Provided records.
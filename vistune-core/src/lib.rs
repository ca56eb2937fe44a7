//! Vistune Core
//!
//! This crate provides the reactive core of the Vistune parameter-tuning
//! toolkit. It implements:
//!
//! - The control -> hub -> display signal-propagation protocol
//! - Per-display dirty-check caching for selective recomputation
//! - A timer-driven animator that behaves like any other control
//! - The context-wiring procedure binding controls and displays to one hub
//!
//! Concrete rendering (images, plots, 3D surfaces), widget layout, and the
//! windowing runtime live in outer layers; this crate only decides *when*
//! a display recomputes and re-renders.
//!
//! # Architecture
//!
//! The crate is organized into several modules:
//!
//! - `state`: the keyed store and broadcast channel ([`state::StateHub`])
//! - `control`: signal producers (trackbars, toggles, the animator)
//! - `display`: signal consumers with optional dirty-check caching
//! - `context`: the one-shot wiring procedure
//! - `value`, `error`, `identifier`, `perf`: shared plumbing
//!
//! # Concurrency model
//!
//! Everything is single-threaded and cooperative: one control interaction
//! runs the full chain (emit, store, broadcast, dirty-check, compute,
//! render) synchronously before the host event loop continues. The only
//! asynchronous trigger is the animator's timer, a local task on the host's
//! current-thread runtime, and its ticks run that same chain to completion.
//! A slow display callback blocks the entire loop, including subsequent
//! ticks; budget callbacks accordingly.
//!
//! # Example
//!
//! ```rust,ignore
//! use std::rc::Rc;
//! use vistune_core::context::configure_hub;
//! use vistune_core::control::{Control, Trackbar, TrackbarConfig};
//! use vistune_core::display::{CacheSpec, Display};
//! use vistune_core::identifier::IdGenerator;
//! use vistune_core::state::Subscribe;
//!
//! let ids = IdGenerator::new();
//! let rho = Rc::new(Trackbar::new(&ids, "rho", TrackbarConfig::with_unit_step(0.0, 100.0)?)?);
//! let sigma = Rc::new(Trackbar::new(&ids, "sigma", TrackbarConfig::with_unit_step(0.0, 100.0)?)?);
//!
//! // Recomputes only when sigma changes; rho updates are skipped.
//! let view = Rc::new(Display::with_cache(
//!     &ids,
//!     ["rho", "sigma"],
//!     CacheSpec::include(["sigma"]),
//!     |args| Ok(args.f64("rho")? + args.f64("sigma")?),
//!     |sum| println!("{sum}"),
//! )?);
//!
//! let controls: Vec<Rc<dyn Control>> = vec![rho.clone(), sigma.clone()];
//! let displays: Vec<Rc<dyn Subscribe>> = vec![view.clone()];
//! let hub = configure_hub(&controls, &displays, None)?;
//!
//! sigma.set_value(10.0)?;  // broadcasts, recomputes, re-renders
//! ```

pub mod context;
pub mod control;
pub mod display;
pub mod error;
pub mod identifier;
pub mod perf;
pub mod state;
pub mod value;
//! Shared State
//!
//! This module implements the channel between controls and displays: the
//! [`ControlSignal`] change event and the [`StateHub`] keyed store that
//! merges signals and broadcasts full snapshots to its subscribers.
//!
//! # Propagation model
//!
//! A control interaction produces one `ControlSignal`. The hub merges it
//! into storage and immediately re-broadcasts the *entire* snapshot to every
//! subscriber, synchronously and in subscription order. There is no
//! batching: N signals mean N broadcasts, even when values are unchanged.
//! Skipping redundant recomputation is the job of each display's own dirty
//! check, not the hub's.

mod hub;
mod signal;

pub use hub::{Snapshot, StateHub, Subscribe};
pub use signal::ControlSignal;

Work item. The lines that contain the word "context" are wanted; copy each of them from the records.

Solution to this task.
//! - The context-wiring procedure binding controls and displays to one hub
//! - `context`: the one-shot wiring procedure
//! use vistune_core::context::configure_hub;
pub mod context;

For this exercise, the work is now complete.